Each line of the data below that holds the word "PathBuf" is to be reported in full.

==== The data ====

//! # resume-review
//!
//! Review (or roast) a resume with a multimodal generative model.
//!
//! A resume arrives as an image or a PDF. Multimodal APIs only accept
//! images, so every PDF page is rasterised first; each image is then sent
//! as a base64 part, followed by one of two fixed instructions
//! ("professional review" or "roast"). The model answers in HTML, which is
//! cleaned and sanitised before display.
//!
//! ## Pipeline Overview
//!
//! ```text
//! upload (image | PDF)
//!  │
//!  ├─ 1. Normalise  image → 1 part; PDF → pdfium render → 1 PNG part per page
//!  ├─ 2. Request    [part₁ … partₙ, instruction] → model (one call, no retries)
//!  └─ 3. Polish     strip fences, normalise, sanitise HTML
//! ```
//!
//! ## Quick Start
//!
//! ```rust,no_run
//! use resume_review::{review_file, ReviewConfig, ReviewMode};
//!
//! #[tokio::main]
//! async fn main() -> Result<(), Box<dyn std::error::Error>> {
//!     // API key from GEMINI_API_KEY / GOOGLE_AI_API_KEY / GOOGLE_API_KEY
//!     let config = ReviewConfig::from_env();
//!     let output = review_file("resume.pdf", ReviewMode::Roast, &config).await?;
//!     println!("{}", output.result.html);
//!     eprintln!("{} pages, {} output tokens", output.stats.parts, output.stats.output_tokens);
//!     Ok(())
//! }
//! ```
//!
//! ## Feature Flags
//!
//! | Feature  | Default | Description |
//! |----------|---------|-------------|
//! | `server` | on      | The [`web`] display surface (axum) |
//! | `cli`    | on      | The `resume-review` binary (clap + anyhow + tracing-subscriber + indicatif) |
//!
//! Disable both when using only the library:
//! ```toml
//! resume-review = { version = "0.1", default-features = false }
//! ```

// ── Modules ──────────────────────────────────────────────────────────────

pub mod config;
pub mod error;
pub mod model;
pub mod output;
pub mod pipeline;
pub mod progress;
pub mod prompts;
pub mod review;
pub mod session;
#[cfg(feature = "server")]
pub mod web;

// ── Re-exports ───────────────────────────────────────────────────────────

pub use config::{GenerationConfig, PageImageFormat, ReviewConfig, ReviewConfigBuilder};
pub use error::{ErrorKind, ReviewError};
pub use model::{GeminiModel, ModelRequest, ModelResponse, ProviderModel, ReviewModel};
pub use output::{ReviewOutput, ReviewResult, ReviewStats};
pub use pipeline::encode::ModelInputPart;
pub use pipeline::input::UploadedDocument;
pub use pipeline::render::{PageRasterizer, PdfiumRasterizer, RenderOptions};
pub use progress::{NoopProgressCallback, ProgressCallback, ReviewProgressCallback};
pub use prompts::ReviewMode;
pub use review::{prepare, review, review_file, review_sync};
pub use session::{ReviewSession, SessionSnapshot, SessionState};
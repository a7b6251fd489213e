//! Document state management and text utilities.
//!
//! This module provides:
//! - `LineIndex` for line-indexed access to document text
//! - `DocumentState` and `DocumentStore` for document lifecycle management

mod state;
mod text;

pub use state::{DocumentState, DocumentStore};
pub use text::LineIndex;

====
==== The data ====

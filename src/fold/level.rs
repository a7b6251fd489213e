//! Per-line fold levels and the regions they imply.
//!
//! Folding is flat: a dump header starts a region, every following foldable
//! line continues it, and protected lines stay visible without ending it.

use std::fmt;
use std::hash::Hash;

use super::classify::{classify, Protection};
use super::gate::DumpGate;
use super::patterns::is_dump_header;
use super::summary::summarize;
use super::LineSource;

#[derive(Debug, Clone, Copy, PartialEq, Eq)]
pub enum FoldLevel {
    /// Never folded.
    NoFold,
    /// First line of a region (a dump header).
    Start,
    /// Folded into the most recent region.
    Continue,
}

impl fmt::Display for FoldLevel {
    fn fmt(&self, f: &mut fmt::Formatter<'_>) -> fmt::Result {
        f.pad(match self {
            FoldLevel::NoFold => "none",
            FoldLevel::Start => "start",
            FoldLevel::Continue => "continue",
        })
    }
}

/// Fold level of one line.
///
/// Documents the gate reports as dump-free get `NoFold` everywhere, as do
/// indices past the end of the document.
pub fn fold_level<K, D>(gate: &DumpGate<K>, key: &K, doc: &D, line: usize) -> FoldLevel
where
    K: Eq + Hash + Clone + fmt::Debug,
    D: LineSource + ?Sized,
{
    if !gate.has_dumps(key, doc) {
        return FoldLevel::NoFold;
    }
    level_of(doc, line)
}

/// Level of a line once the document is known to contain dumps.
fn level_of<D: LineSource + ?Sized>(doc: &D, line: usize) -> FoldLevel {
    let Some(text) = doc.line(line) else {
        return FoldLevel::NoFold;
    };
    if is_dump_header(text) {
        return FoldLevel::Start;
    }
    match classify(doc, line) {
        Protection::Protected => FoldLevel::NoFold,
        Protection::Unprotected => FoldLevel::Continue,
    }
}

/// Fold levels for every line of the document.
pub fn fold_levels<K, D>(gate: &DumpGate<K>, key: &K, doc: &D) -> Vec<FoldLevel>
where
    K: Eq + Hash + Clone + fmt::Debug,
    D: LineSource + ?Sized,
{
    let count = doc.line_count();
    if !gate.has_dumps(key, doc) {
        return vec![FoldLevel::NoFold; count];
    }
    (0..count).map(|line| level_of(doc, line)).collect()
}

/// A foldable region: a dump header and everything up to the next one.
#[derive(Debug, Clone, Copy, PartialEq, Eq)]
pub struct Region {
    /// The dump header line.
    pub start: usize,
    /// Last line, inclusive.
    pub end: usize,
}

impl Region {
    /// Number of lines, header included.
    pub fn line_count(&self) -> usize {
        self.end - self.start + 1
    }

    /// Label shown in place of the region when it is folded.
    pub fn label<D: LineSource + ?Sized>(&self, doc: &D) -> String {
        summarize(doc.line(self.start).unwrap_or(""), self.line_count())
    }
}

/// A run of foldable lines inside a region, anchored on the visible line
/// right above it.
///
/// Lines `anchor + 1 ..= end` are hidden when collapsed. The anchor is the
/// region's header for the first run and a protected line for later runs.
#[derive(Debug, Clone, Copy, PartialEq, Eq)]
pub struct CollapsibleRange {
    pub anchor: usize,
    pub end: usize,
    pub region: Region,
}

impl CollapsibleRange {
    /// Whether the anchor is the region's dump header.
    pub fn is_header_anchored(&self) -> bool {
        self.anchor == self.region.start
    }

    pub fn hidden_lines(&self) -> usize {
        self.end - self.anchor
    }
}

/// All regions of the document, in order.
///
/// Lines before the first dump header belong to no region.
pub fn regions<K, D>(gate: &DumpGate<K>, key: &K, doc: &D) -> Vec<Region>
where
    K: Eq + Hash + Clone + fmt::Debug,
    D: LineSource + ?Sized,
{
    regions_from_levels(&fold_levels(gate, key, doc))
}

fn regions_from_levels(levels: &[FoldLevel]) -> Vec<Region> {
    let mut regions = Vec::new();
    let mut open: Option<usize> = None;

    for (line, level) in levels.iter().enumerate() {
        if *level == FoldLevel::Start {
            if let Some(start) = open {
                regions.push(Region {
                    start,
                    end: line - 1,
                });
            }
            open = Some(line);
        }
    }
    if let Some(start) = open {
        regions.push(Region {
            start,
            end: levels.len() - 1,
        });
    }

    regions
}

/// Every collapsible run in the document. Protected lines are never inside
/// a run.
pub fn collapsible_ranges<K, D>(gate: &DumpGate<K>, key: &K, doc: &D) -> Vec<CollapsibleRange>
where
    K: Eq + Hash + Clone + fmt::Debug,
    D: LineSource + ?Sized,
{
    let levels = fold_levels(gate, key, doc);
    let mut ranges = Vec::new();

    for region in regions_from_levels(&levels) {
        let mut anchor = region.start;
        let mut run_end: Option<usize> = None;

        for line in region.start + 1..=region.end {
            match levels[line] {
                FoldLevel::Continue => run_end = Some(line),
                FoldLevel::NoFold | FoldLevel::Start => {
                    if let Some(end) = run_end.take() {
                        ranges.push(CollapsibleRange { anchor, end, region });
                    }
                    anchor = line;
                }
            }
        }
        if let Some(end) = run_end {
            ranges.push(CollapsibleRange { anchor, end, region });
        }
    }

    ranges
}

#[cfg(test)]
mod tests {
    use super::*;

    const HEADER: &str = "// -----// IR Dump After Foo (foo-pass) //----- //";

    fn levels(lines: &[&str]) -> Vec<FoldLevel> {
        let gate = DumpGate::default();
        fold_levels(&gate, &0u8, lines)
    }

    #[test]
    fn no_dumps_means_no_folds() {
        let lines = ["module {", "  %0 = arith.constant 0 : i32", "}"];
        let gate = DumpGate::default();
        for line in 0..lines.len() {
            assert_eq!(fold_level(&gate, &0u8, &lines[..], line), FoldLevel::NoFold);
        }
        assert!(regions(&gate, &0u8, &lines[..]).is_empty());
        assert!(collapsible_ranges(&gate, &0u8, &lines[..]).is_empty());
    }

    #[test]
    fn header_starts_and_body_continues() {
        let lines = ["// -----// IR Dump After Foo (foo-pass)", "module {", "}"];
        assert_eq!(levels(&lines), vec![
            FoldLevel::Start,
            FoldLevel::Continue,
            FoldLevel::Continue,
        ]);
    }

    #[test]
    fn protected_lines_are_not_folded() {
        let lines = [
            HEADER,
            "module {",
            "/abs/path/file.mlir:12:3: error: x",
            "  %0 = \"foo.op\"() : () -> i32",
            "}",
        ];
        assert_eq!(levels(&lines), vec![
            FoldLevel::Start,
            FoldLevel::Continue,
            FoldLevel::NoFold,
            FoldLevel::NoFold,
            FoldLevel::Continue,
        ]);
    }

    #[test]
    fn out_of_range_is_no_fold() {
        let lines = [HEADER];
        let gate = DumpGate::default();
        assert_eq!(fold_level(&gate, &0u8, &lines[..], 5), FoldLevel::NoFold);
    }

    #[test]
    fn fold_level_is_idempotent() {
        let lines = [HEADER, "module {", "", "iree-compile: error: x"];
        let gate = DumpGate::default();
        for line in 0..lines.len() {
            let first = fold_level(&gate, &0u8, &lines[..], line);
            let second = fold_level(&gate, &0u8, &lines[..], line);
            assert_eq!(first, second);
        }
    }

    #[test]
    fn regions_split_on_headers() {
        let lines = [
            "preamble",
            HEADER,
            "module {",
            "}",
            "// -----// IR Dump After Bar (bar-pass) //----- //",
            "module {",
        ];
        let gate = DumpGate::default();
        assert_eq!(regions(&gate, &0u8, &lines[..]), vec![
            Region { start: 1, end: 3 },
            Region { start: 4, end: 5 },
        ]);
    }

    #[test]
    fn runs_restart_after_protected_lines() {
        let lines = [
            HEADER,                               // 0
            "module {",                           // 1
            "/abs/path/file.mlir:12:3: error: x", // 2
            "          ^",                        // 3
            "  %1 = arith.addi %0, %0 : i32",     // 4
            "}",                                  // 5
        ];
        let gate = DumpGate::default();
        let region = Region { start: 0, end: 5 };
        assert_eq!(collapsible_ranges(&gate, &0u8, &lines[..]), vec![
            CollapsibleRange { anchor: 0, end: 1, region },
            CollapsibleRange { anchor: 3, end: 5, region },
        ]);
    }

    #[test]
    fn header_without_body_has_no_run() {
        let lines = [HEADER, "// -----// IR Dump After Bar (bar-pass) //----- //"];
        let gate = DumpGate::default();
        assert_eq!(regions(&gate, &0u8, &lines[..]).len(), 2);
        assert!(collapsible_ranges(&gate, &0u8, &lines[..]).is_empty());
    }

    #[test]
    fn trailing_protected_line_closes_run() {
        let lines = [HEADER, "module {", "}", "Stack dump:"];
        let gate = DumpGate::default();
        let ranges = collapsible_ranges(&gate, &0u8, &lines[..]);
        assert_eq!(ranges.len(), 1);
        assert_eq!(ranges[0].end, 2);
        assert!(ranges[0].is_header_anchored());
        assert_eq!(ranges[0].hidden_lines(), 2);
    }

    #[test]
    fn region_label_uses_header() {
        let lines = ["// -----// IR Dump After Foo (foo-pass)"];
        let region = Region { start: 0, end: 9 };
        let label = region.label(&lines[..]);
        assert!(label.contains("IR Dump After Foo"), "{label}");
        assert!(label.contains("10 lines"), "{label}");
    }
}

====
==== The data ====

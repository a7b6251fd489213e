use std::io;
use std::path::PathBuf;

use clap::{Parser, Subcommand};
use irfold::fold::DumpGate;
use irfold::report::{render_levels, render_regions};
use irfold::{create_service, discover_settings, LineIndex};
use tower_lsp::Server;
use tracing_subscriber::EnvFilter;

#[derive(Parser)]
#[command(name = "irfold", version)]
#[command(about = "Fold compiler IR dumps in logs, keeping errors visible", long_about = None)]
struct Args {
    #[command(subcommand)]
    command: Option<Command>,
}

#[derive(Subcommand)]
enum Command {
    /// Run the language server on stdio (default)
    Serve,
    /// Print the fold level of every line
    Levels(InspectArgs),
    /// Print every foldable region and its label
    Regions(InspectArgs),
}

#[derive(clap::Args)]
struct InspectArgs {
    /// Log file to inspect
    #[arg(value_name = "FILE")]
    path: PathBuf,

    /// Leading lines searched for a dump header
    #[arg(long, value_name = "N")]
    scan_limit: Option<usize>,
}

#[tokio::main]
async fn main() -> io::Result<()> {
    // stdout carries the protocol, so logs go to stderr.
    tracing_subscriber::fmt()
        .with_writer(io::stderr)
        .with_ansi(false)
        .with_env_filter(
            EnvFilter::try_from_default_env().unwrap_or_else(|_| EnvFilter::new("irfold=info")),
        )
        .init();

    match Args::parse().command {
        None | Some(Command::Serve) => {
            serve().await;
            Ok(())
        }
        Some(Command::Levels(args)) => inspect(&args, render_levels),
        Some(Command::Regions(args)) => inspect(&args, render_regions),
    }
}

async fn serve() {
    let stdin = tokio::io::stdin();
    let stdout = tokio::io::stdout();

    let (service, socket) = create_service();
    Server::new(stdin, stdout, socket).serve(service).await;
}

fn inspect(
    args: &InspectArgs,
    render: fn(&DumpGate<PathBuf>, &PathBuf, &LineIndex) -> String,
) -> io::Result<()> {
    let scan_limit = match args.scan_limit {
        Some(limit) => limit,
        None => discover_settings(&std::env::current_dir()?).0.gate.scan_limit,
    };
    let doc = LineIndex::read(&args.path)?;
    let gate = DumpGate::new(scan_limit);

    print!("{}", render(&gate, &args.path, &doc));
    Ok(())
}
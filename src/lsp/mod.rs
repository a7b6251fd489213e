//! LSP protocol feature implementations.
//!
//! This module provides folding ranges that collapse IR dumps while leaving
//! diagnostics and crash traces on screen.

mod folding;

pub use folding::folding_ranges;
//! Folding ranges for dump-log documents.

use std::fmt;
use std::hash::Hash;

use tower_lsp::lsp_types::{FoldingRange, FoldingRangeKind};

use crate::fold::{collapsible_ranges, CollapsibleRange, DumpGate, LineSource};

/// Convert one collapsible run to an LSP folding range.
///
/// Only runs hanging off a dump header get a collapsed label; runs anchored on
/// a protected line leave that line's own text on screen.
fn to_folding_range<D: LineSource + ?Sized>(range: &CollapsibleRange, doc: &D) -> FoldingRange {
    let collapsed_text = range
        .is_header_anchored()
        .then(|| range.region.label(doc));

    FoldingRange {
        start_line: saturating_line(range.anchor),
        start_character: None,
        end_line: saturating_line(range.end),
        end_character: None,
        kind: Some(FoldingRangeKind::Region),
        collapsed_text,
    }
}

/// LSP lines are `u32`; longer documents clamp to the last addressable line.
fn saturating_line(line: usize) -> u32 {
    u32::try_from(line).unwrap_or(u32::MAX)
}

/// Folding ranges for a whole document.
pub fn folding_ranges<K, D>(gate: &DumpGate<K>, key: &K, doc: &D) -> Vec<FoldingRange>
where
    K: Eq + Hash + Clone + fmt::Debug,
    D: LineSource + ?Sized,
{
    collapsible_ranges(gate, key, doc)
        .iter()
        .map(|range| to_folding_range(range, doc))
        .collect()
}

====

**Exercise output:**
use std::path::PathBuf;
    path: PathBuf,
    render: fn(&DumpGate<PathBuf>, &PathBuf, &LineIndex) -> String,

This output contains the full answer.